Problem requirements: Of all the lines in these entries, count those that contain "warp" and give only the total.

Provided records:
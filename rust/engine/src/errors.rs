use thiserror::Error;

#[derive(Debug, Error, PartialEq, Eq)]
pub enum GameError {
    #[error("cell index {index} is off the board")]
    OutOfRange { index: usize },
    #[error("cell {index} is already occupied")]
    CellOccupied { index: usize },
}
use serde::{Deserialize, Serialize};
use std::collections::HashMap;
use std::sync::RwLock;
use thiserror::Error;
use uuid::Uuid;

pub type RoomId = String;

/// Whether a room is listed openly or guarded by a password.
#[derive(Debug, Copy, Clone, Eq, PartialEq, Serialize, Deserialize)]
#[serde(rename_all = "snake_case")]
pub enum Visibility {
    Public,
    Private,
}

/// Who sits in the second seat.
#[derive(Debug, Copy, Clone, Eq, PartialEq, Serialize, Deserialize)]
pub enum GameMode {
    #[serde(rename = "pvp")]
    PlayerVsPlayer,
    #[serde(rename = "bot")]
    PlayerVsBot,
}

/// Persisted room metadata, owned by the directory.
///
/// Immutable after creation; the only mutation is deletion when a room is
/// dissolved or abandoned. The raw password never leaves this module;
/// callers see [`RoomListing`] instead.
#[derive(Debug, Clone)]
pub struct RoomDescriptor {
    pub id: RoomId,
    pub name: String,
    pub visibility: Visibility,
    pub password: Option<String>,
    pub mode: GameMode,
    pub created_by: String,
    pub created_at: String,
}

impl RoomDescriptor {
    /// Checks a join attempt's password. Public rooms accept anything;
    /// the creator is exempt.
    pub fn allows(&self, identity: &str, password: Option<&str>) -> bool {
        match self.visibility {
            Visibility::Public => true,
            Visibility::Private => {
                identity == self.created_by || password == self.password.as_deref()
            }
        }
    }
}

/// Public projection of a room for lobby listings and events.
#[derive(Debug, Clone, Serialize, Deserialize)]
pub struct RoomListing {
    pub id: RoomId,
    pub name: String,
    pub visibility: Visibility,
    pub mode: GameMode,
    pub created_by: String,
    pub created_at: String,
}

impl From<&RoomDescriptor> for RoomListing {
    fn from(room: &RoomDescriptor) -> Self {
        Self {
            id: room.id.clone(),
            name: room.name.clone(),
            visibility: room.visibility,
            mode: room.mode,
            created_by: room.created_by.clone(),
            created_at: room.created_at.clone(),
        }
    }
}

#[derive(Debug, Error)]
pub enum RegistryError {
    #[error("room name must not be empty")]
    NameRequired,
    #[error("private rooms require a password")]
    PasswordRequired,
    #[error("room storage poisoned")]
    StoragePoisoned,
}

/// Read access the session manager needs from the directory.
pub trait RoomDirectory: Send + Sync {
    fn lookup(&self, room_id: &str) -> Result<Option<RoomDescriptor>, RegistryError>;

    /// Removes the room. Returns whether it existed.
    fn delete(&self, room_id: &str) -> Result<bool, RegistryError>;
}

/// In-memory room directory.
#[derive(Debug, Default)]
pub struct RoomRegistry {
    rooms: RwLock<HashMap<RoomId, RoomDescriptor>>,
}

impl RoomRegistry {
    pub fn new() -> Self {
        Self::default()
    }

    /// Registers a new room and returns its descriptor.
    pub fn create(
        &self,
        name: &str,
        visibility: Visibility,
        password: Option<String>,
        mode: GameMode,
        created_by: &str,
    ) -> Result<RoomDescriptor, RegistryError> {
        let name = name.trim();
        if name.is_empty() {
            return Err(RegistryError::NameRequired);
        }
        let password = password.filter(|p| !p.is_empty());
        if visibility == Visibility::Private && password.is_none() {
            return Err(RegistryError::PasswordRequired);
        }

        let room = RoomDescriptor {
            id: Uuid::new_v4().to_string(),
            name: name.to_string(),
            visibility,
            password: match visibility {
                Visibility::Private => password,
                Visibility::Public => None,
            },
            mode,
            created_by: created_by.to_string(),
            created_at: chrono::Utc::now().to_rfc3339(),
        };

        tracing::info!(
            room_id = %room.id,
            name = %room.name,
            visibility = ?room.visibility,
            mode = ?room.mode,
            created_by = %room.created_by,
            "room created"
        );

        let mut guard = self
            .rooms
            .write()
            .map_err(|_| RegistryError::StoragePoisoned)?;
        guard.insert(room.id.clone(), room.clone());
        Ok(room)
    }

    /// All rooms, oldest first.
    pub fn list(&self) -> Result<Vec<RoomListing>, RegistryError> {
        let guard = self
            .rooms
            .read()
            .map_err(|_| RegistryError::StoragePoisoned)?;
        let mut listings: Vec<RoomListing> = guard.values().map(RoomListing::from).collect();
        listings.sort_by(|a, b| a.created_at.cmp(&b.created_at).then_with(|| a.id.cmp(&b.id)));
        Ok(listings)
    }

    pub fn len(&self) -> usize {
        self.rooms.read().map(|guard| guard.len()).unwrap_or(0)
    }

    pub fn is_empty(&self) -> bool {
        self.len() == 0
    }
}

impl RoomDirectory for RoomRegistry {
    fn lookup(&self, room_id: &str) -> Result<Option<RoomDescriptor>, RegistryError> {
        let guard = self
            .rooms
            .read()
            .map_err(|_| RegistryError::StoragePoisoned)?;
        Ok(guard.get(room_id).cloned())
    }

    fn delete(&self, room_id: &str) -> Result<bool, RegistryError> {
        let mut guard = self
            .rooms
            .write()
            .map_err(|_| RegistryError::StoragePoisoned)?;
        let removed = guard.remove(room_id).is_some();
        if removed {
            tracing::info!(room_id = %room_id, "room deleted");
        }
        Ok(removed)
    }
}

impl crate::errors::IntoErrorResponse for RegistryError {
    fn status_code(&self) -> warp::http::StatusCode {
        use warp::http::StatusCode;
        match self {
            RegistryError::NameRequired | RegistryError::PasswordRequired => {
                StatusCode::BAD_REQUEST
            }
            RegistryError::StoragePoisoned => StatusCode::INTERNAL_SERVER_ERROR,
        }
    }

    fn error_code(&self) -> &'static str {
        match self {
            RegistryError::NameRequired => "room_name_required",
            RegistryError::PasswordRequired => "room_password_required",
            RegistryError::StoragePoisoned => "room_storage_error",
        }
    }

    fn error_message(&self) -> String {
        self.to_string()
    }

    fn severity(&self) -> crate::errors::ErrorSeverity {
        match self {
            RegistryError::StoragePoisoned => crate::errors::ErrorSeverity::Critical,
            _ => crate::errors::ErrorSeverity::Client,
        }
    }
}
//! Standalone web server binary
//!
//! Usage: cargo run -p tictac_web --bin tictac-web-server

use tictac_web::{ServerConfig, WebServer};

#[tokio::main]
async fn main() -> Result<(), Box<dyn std::error::Error>> {
    // Initialize logging
    tictac_web::init_logging();

    // Parse command line arguments
    let args: Vec<String> = std::env::args().collect();
    let mut host = "127.0.0.1".to_string();
    let mut port = 8080u16;

    let mut i = 1;
    while i < args.len() {
        match args[i].as_str() {
            "--host" | "-h" => {
                if i + 1 < args.len() {
                    host = args[i + 1].clone();
                    i += 2;
                } else {
                    eprintln!("Error: --host requires a value");
                    std::process::exit(1);
                }
            }
            "--port" | "-p" => {
                if i + 1 < args.len() {
                    port = args[i + 1].parse().unwrap_or_else(|_| {
                        eprintln!("Error: invalid port number");
                        std::process::exit(1);
                    });
                    i += 2;
                } else {
                    eprintln!("Error: --port requires a value");
                    std::process::exit(1);
                }
            }
            "--help" => {
                print_help();
                std::process::exit(0);
            }
            _ => {
                eprintln!("Unknown argument: {}", args[i]);
                print_help();
                std::process::exit(1);
            }
        }
    }

    let config = ServerConfig::new(host, port);

    tracing::info!("Starting Tictac Web Server");
    tracing::info!("  Host: {}", config.host());
    tracing::info!("  Port: {}", config.port());

    let server = WebServer::new(config);
    let handle = server.start().await?;

    tracing::info!("Server running at http://{}", handle.address());
    println!("\n✅ Server running at http://{}", handle.address());
    println!("   Press Ctrl+C to stop\n");

    // Wait for Ctrl+C
    tokio::signal::ctrl_c().await?;

    tracing::info!("Shutting down server");
    println!("\n🛑 Shutting down...");
    handle.shutdown().await?;
    tracing::info!("Server stopped cleanly");
    println!("✅ Server stopped cleanly\n");

    Ok(())
}

fn print_help() {
    println!("Tictac Web Server");
    println!();
    println!("Usage: tictac-web-server [OPTIONS]");
    println!();
    println!("Options:");
    println!("  --host, -h <HOST>           Host to bind to (default: 127.0.0.1)");
    println!("  --port, -p <PORT>           Port to bind to (default: 8080)");
    println!("  --help                      Show this help message");
}
use serde_json::{json, Value};
use std::time::Duration;
use tictac_web::server::{ServerConfig, WebServer};
use warp::hyper::{self, Body, Client as HyperClient, Request};

async fn start_server() -> (tictac_web::server::ServerHandle, String) {
    let server = WebServer::new(ServerConfig::for_tests());
    let handle = server.start().await.expect("start server");
    let address = format!("http://{}", handle.address());
    tokio::time::sleep(Duration::from_millis(20)).await;
    (handle, address)
}

async fn post_json(
    client: &HyperClient<hyper::client::HttpConnector>,
    uri: &str,
    player: &str,
    body: &str,
) -> hyper::Response<Body> {
    let request = Request::builder()
        .method(hyper::Method::POST)
        .uri(uri)
        .header("x-player", player)
        .header(hyper::header::CONTENT_TYPE, "application/json")
        .body(Body::from(body.to_string()))
        .expect("build request");
    client.request(request).await.expect("issue request")
}

#[tokio::test]
async fn health_endpoint_responds() {
    let (handle, address) = start_server().await;
    let client = HyperClient::new();

    let response = client
        .get(format!("{address}/health").parse().expect("uri"))
        .await
        .expect("request health");
    assert_eq!(response.status(), hyper::StatusCode::OK);

    let bytes = hyper::body::to_bytes(response.into_body())
        .await
        .expect("read body");
    let body: Value = serde_json::from_slice(&bytes).expect("parse body");
    assert_eq!(body["status"], "ok");

    handle.shutdown().await.expect("shutdown");
}

#[tokio::test]
async fn operations_on_unknown_rooms_are_not_found() {
    let (handle, address) = start_server().await;
    let client = HyperClient::new();

    for uri in [
        format!("{address}/api/rooms/nope/join"),
        format!("{address}/api/rooms/nope/moves"),
    ] {
        let body = if uri.ends_with("moves") {
            json!({ "cell": 0 }).to_string()
        } else {
            json!({}).to_string()
        };
        let response = post_json(&client, &uri, "alice", &body).await;
        assert_eq!(
            response.status(),
            hyper::StatusCode::NOT_FOUND,
            "uri: {uri}"
        );
        let bytes = hyper::body::to_bytes(response.into_body())
            .await
            .expect("read body");
        let error: Value = serde_json::from_slice(&bytes).expect("parse body");
        assert_eq!(error["error"], "room_not_found");
        assert_eq!(error["details"]["room_id"], "nope");
    }

    handle.shutdown().await.expect("shutdown");
}

#[tokio::test]
async fn malformed_payloads_are_rejected() {
    let (handle, address) = start_server().await;
    let client = HyperClient::new();

    // Not JSON at all.
    let response = post_json(&client, &format!("{address}/api/rooms"), "alice", "not json").await;
    assert_eq!(response.status(), hyper::StatusCode::BAD_REQUEST);

    // JSON of the wrong shape.
    let response = post_json(
        &client,
        &format!("{address}/api/rooms"),
        "alice",
        &json!({ "name": 42 }).to_string(),
    )
    .await;
    assert_eq!(response.status(), hyper::StatusCode::BAD_REQUEST);

    handle.shutdown().await.expect("shutdown");
}

#[tokio::test]
async fn blank_room_names_are_rejected() {
    let (handle, address) = start_server().await;
    let client = HyperClient::new();

    let response = post_json(
        &client,
        &format!("{address}/api/rooms"),
        "alice",
        &json!({ "name": "   " }).to_string(),
    )
    .await;
    assert_eq!(response.status(), hyper::StatusCode::BAD_REQUEST);
    let bytes = hyper::body::to_bytes(response.into_body())
        .await
        .expect("read body");
    let error: Value = serde_json::from_slice(&bytes).expect("parse body");
    assert_eq!(error["error"], "room_name_required");

    handle.shutdown().await.expect("shutdown");
}

#[tokio::test]
async fn private_room_without_password_is_rejected() {
    let (handle, address) = start_server().await;
    let client = HyperClient::new();

    let response = post_json(
        &client,
        &format!("{address}/api/rooms"),
        "alice",
        &json!({ "name": "Hideout", "visibility": "private" }).to_string(),
    )
    .await;
    assert_eq!(response.status(), hyper::StatusCode::BAD_REQUEST);
    let bytes = hyper::body::to_bytes(response.into_body())
        .await
        .expect("read body");
    let error: Value = serde_json::from_slice(&bytes).expect("parse body");
    assert_eq!(error["error"], "room_password_required");

    handle.shutdown().await.expect("shutdown");
}
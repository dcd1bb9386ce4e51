//! Uniform-random bot.
//!
//! Picks any empty cell with equal probability. Each decision draws from
//! the calling thread's RNG, so concurrent rooms never contend on shared
//! generator state.

use crate::BotPlayer;
use rand::seq::IndexedRandom;
use tictac_engine::board::Board;

/// Bot that plays a uniformly random legal move.
#[derive(Debug, Clone, Default)]
pub struct RandomBot;

impl RandomBot {
    pub fn new() -> Self {
        Self
    }
}

impl BotPlayer for RandomBot {
    fn choose_cell(&self, board: &Board) -> Option<usize> {
        let empty = board.empty_cells();
        empty.choose(&mut rand::rng()).copied()
    }

    fn name(&self) -> &str {
        "RandomBot"
    }
}

#[cfg(test)]
mod tests {
    use super::*;
    use tictac_engine::board::CELL_COUNT;
    use tictac_engine::mark::Mark;

    #[test]
    fn chooses_an_empty_cell() {
        let mut board = Board::new();
        board.place(0, Mark::X).unwrap();
        board.place(4, Mark::O).unwrap();

        let bot = RandomBot::new();
        for _ in 0..100 {
            let cell = bot.choose_cell(&board).expect("board has empty cells");
            assert!(cell < CELL_COUNT);
            assert!(board.cell(cell).is_none(), "cell {cell} is occupied");
        }
    }

    #[test]
    fn returns_none_on_a_full_board() {
        let mut board = Board::new();
        for index in 0..CELL_COUNT {
            let mark = if index % 2 == 0 { Mark::X } else { Mark::O };
            board.place(index, mark).unwrap();
        }

        assert_eq!(RandomBot::new().choose_cell(&board), None);
    }

    #[test]
    fn single_empty_cell_is_always_picked() {
        let mut board = Board::new();
        for index in 0..CELL_COUNT - 1 {
            let mark = if index % 2 == 0 { Mark::X } else { Mark::O };
            board.place(index, mark).unwrap();
        }

        let bot = RandomBot::new();
        for _ in 0..10 {
            assert_eq!(bot.choose_cell(&board), Some(CELL_COUNT - 1));
        }
    }
}
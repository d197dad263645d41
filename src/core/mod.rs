//=========================================================================
// Core Systems
//
// Everything on the host side of the simulation boundary that does not
// touch the OS.
//
// Components (leaf-first):
// - `transfer`: raw reads and writes against the module's linear memory
// - `simulation`: the opaque instance, its export table and lifecycle
// - `events`: simulation → host named events and their listeners
// - `input`: normalized control values sampled once per step
// - `pacer`: fixed-timestep accumulator and the self-rescheduling loop
// - `sync`: per-frame transform snapshots for the renderer
// - `session`: the context object tying one live handle to its loop
//
// Notes:
// Everything here is single-threaded. The simulation handle is only
// touched from inside one frame callback or one command at a time, which
// is what keeps the shared scratch slot safe without locks.
//
//=========================================================================

//=== Module Declarations =================================================

pub mod events;
pub mod input;
pub mod pacer;
pub mod session;
pub mod simulation;
pub mod sync;
pub mod transfer;
//=========================================================================
// Input
//
// Raw platform input reduced to the seven channels the simulation reads.
//
// Components:
// - `event`: portable key / button / motion events
// - `state_tracker`: held state plus per-step deltas
// - `sim_input`: `SimInput`, the `InputSource` seam, and the keyboard
//   and mouse implementation
//
// Notes:
// The frame pacer samples an `InputSource` once per simulation step, so
// a press is seen by exactly one step even when a frame runs several.
//
//=========================================================================

//=== Submodules ==========================================================
pub mod event;
mod sim_input;
mod state_tracker;

//=== Public API ==========================================================
pub use event::{InputEvent, KeyCode, MouseButton};
pub use sim_input::{InputSource, KeyboardInput, SimInput};
pub use state_tracker::StateTracker;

Written answer: 3